The issue has taken on greater urgency in recent days, after Chief Justice William H. Rehnquist, 80, revealed that he had been diagnosed with thyroid cancer and delayed his return to the court, indicating that his illness is grave and his retirement could be imminent.

A promise to help alter long-standing Senate rules is part of the penance some Republican conservatives are demanding from Specter, whose comments were widely interpreted as a veiled warning to Bush against nominating staunch conservatives who oppose abortion rights.

The strong reaction - which has reverberated around the country, prompting a flood of phone calls to Capitol Hill and a "pray-in" yesterday to block Specter from the chairmanship - made it clear that conservatives see the judicial fight as a gauge of Bush's power in his new term, and that they plan to use it to stretch the limits of the president's influence as he sets out to achieve his goals.

"It's one of the key issues on which they voted for President Bush - those 59 million people who did so," said Sen.
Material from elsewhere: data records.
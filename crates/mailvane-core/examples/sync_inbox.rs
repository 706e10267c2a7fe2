#![allow(clippy::expect_used, clippy::doc_markdown, clippy::uninlined_format_args)]
//! Example: Multi-account mail service with a persistent cache
//!
//! Adds (or reuses) an account, refreshes the inbox, and prints the
//! newest summaries. Run it twice: the second run seeds the view from
//! the local cache and only fetches messages newer than the cached
//! cursor.
//!
//! ## Running
//!
//! ```bash
//! cargo run --package mailvane-core --example sync_inbox
//! ```

use std::io::{self, Write};

use tracing_subscriber::{EnvFilter, layer::SubscriberExt, util::SubscriberInitExt};

use mailvane_core::{
    Account, AccountId, AccountRepository, CacheRepository, MailService, MessageSummary,
    SyncObserver,
};

struct StdoutObserver;

impl SyncObserver for StdoutObserver {
    fn cache_seeded(&self, _account_id: AccountId, mailbox: &str, summaries: &[MessageSummary]) {
        println!("  [sync] seeded {} cached summaries for {}", summaries.len(), mailbox);
    }

    fn cache_invalidated(&self, _account_id: AccountId, mailbox: &str) {
        println!("  [sync] cache for {} invalidated by the server", mailbox);
    }

    fn refresh_completed(
        &self,
        _account_id: AccountId,
        mailbox: &str,
        summaries: &[MessageSummary],
    ) {
        println!("  [sync] {} now holds {} summaries", mailbox, summaries.len());
    }

    fn stale_discarded(&self, _account_id: AccountId, mailbox: &str) {
        println!("  [sync] discarded a stale refresh of {}", mailbox);
    }
}

fn prompt(label: &str) -> io::Result<String> {
    print!("{}: ", label);
    io::stdout().flush()?;
    let mut line = String::new();
    io::stdin().read_line(&mut line)?;
    Ok(line.trim().to_string())
}

#[tokio::main]
async fn main() -> Result<(), Box<dyn std::error::Error>> {
    tracing_subscriber::registry()
        .with(
            EnvFilter::try_from_default_env()
                .unwrap_or_else(|_| "mailvane_core=debug,mailvane_imap=debug".into()),
        )
        .with(tracing_subscriber::fmt::layer())
        .init();

    println!("Mailvane - Inbox Sync Demo");
    println!("==========================\n");

    let accounts = AccountRepository::new("mailvane-accounts.db").await?;
    let cache = CacheRepository::new("mailvane-cache.db").await?;
    let service = MailService::new(accounts, cache).with_observer(StdoutObserver);

    let host = prompt("IMAP host")?;
    let email = prompt("Email address")?;

    let account = match service
        .list_accounts()
        .await?
        .into_iter()
        .find(|a| a.email == email)
    {
        Some(existing) => {
            println!("Using stored account {}", existing.display_title());
            existing
        }
        None => {
            let password = prompt("Password")?;
            let account = Account::new(email.as_str(), host.as_str());
            service.add_account(&account, &password).await?;
            println!("Account saved; password stored in the system keyring");
            account
        }
    };

    service.select_account(account.id).await?;
    println!("\nRefreshing INBOX...");
    service.refresh_inbox().await?;

    println!("\nNewest messages:");
    for summary in service.summaries().iter().take(10) {
        let date = summary.date.map_or_else(
            || "unknown date".to_string(),
            |d| d.format("%Y-%m-%d %H:%M").to_string(),
        );
        println!("  [{}] {} - {}", date, summary.from, summary.subject);
    }

    if let Some(body) = service.selected_body(mailvane_core::INBOX).await? {
        let excerpt: String = body.chars().take(200).collect();
        println!("\nSelected message body starts:\n{}", excerpt);
    }

    println!("\nRun again to watch the cache seed the view instantly.");
    Ok(())
}
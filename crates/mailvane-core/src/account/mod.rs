//! Account management module.
//!
//! Provides account configuration, storage, and credential handling.

pub mod credentials;
mod model;
mod repository;

pub use model::{Account, AccountId, Security};
pub use repository::AccountRepository;
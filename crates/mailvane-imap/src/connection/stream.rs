//! Stream types for IMAP connections.

#![allow(clippy::missing_errors_doc)]

use std::io;
use std::pin::Pin;
use std::sync::Arc;
use std::task::{Context, Poll};

use rustls::pki_types::ServerName;
use tokio::io::{AsyncRead, AsyncWrite, ReadBuf};
use tokio::net::TcpStream;
use tokio_rustls::TlsConnector;
use tokio_rustls::client::TlsStream;

use crate::{Error, Result};

use super::config::{Config, Security};

/// A stream that can be either plaintext or TLS.
pub enum ImapStream {
    /// Plaintext TCP stream.
    Plain(TcpStream),
    /// TLS-encrypted stream (boxed to reduce enum size).
    Tls(Box<TlsStream<TcpStream>>),
}

impl ImapStream {
    /// Creates a new plaintext stream.
    pub const fn plain(stream: TcpStream) -> Self {
        Self::Plain(stream)
    }

    /// Creates a new TLS stream.
    pub fn tls(stream: TlsStream<TcpStream>) -> Self {
        Self::Tls(Box::new(stream))
    }

    /// Returns true if the stream is TLS-encrypted.
    #[must_use]
    pub const fn is_tls(&self) -> bool {
        matches!(self, Self::Tls(_))
    }
}

impl AsyncRead for ImapStream {
    fn poll_read(
        self: Pin<&mut Self>,
        cx: &mut Context<'_>,
        buf: &mut ReadBuf<'_>,
    ) -> Poll<io::Result<()>> {
        match self.get_mut() {
            Self::Plain(stream) => Pin::new(stream).poll_read(cx, buf),
            Self::Tls(stream) => Pin::new(stream).poll_read(cx, buf),
        }
    }
}

impl AsyncWrite for ImapStream {
    fn poll_write(
        self: Pin<&mut Self>,
        cx: &mut Context<'_>,
        buf: &[u8],
    ) -> Poll<io::Result<usize>> {
        match self.get_mut() {
            Self::Plain(stream) => Pin::new(stream).poll_write(cx, buf),
            Self::Tls(stream) => Pin::new(stream).poll_write(cx, buf),
        }
    }

    fn poll_flush(self: Pin<&mut Self>, cx: &mut Context<'_>) -> Poll<io::Result<()>> {
        match self.get_mut() {
            Self::Plain(stream) => Pin::new(stream).poll_flush(cx),
            Self::Tls(stream) => Pin::new(stream).poll_flush(cx),
        }
    }

    fn poll_shutdown(self: Pin<&mut Self>, cx: &mut Context<'_>) -> Poll<io::Result<()>> {
        match self.get_mut() {
            Self::Plain(stream) => Pin::new(stream).poll_shutdown(cx),
            Self::Tls(stream) => Pin::new(stream).poll_shutdown(cx),
        }
    }
}

/// Creates a TLS connector with default root certificates.
pub fn create_tls_connector() -> Result<TlsConnector> {
    let root_store = rustls::RootCertStore {
        roots: webpki_roots::TLS_SERVER_ROOTS.to_vec(),
    };

    let config = rustls::ClientConfig::builder()
        .with_root_certificates(root_store)
        .with_no_client_auth();

    Ok(TlsConnector::from(Arc::new(config)))
}

/// Connects to a server with TLS from the start.
pub async fn connect_tls(host: &str, port: u16) -> Result<ImapStream> {
    let addr = format!("{host}:{port}");
    let tcp = TcpStream::connect(&addr).await?;

    let connector = create_tls_connector()?;
    let server_name = ServerName::try_from(host.to_string())?;
    let tls = connector.connect(server_name, tcp).await?;

    Ok(ImapStream::Tls(Box::new(tls)))
}

/// Connects to a server without TLS (for testing or local relays).
pub async fn connect_plain(host: &str, port: u16) -> Result<ImapStream> {
    let addr = format!("{host}:{port}");
    let tcp = TcpStream::connect(&addr).await?;
    Ok(ImapStream::Plain(tcp))
}

/// Establishes a connection according to the configured security mode.
///
/// STARTTLS is not implemented; requesting it fails before any network I/O.
pub async fn connect(config: &Config) -> Result<ImapStream> {
    match config.security {
        Security::Tls => connect_tls(&config.host, config.port).await,
        Security::None => connect_plain(&config.host, config.port).await,
        Security::StartTls => Err(Error::UnsupportedSecurity("STARTTLS".to_string())),
    }
}

#[cfg(test)]
#[allow(
    clippy::unwrap_used,
    clippy::redundant_clone,
    clippy::manual_string_new,
    clippy::unreadable_literal,
    clippy::similar_names
)]
mod tests {
    use super::*;

    #[test]
    fn test_create_tls_connector() {
        let connector = create_tls_connector();
        assert!(connector.is_ok());
    }

    #[tokio::test]
    async fn test_connect_rejects_starttls() {
        let config = Config::builder("imap.example.com")
            .security(Security::StartTls)
            .build();
        let result = connect(&config).await;
        assert!(matches!(result, Err(Error::UnsupportedSecurity(_))));
    }
}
John Cornyn, a Texas Republican who is among the conservatives pressing Specter to endorse the filibuster rule change. "People expect, and they regard it as a fair process, where nominees go through the [Judiciary] committee, and then go to the floor, and then people get an up-or-down vote."

Specter has said his comments last week were taken out of context. He said he simply meant to acknowledge the mathematical reality of the Senate; even after their gains on Election Day, Republicans have 55 votes in the Senate - short of the 60-vote majority needed to overcome Democratic filibusters. Democrats used filibuster tactics last year to block five of Bush's lower-court judicial picks.

"What I was saying was that when you have to have 60 votes in order to cut off debate ... and you have 55 Republicans, that's an issue we have to face," Specter told CNN this week, "and it is just a political fact of life."

Nonetheless, the fifth-term Pennsylvanian has had to spend the past week mending fences with his colleagues - especially conservatives - and pledging that as chairman, he would work to win Bush's nominees the yes-or-no vote in the Judiciary panel that they would need to move to the floor for confirmation.

Specter did not respond yesterday to repeated requests to his Senate office for an interview.

`Nuclear option'

Specter has long advocated changing Senate rules to ensure that judicial nominees could get through the Senate committee process and to the floor within a set time - a revision that would deny senators the right they have to block a nominee from the floor. He has reiterated his support for such a procedure in private conversations with colleagues in recent days, senators and aides said.

Conservatives want Specter to go much further and endorse a move - sometimes called "the nuclear option," a reference to the heavy fallout it could carry for Senate procedures - that would effectively end the right of senators to use a filibuster to block a presidential nominee. Such action would set a precedent for Senate debates that would allow a simple majority to confirm a judicial nomination, including a Supreme Court justice.

"The bottom line has to be that the president has the right to get a vote, an up-or-down vote, on his nominees," Cornyn said.

Changing Senate rules can take as many as 67 votes, so Republicans would likely have to resort to the nuclear option - essentially short-circuiting regular Senate procedures to set a precedent - to alter the filibuster rules.

Under that scenario, Republicans could ask their presiding officer - most likely Vice President Dick Cheney - to rule that it was unconstitutional to require more than 51 votes to confirm a nominee. Republicans would have to muster only a simple majority to sustain that ruling - thus setting a precedent that judicial nominees could not be filibustered. The rule-change tactic was last used by Democrats in 1975.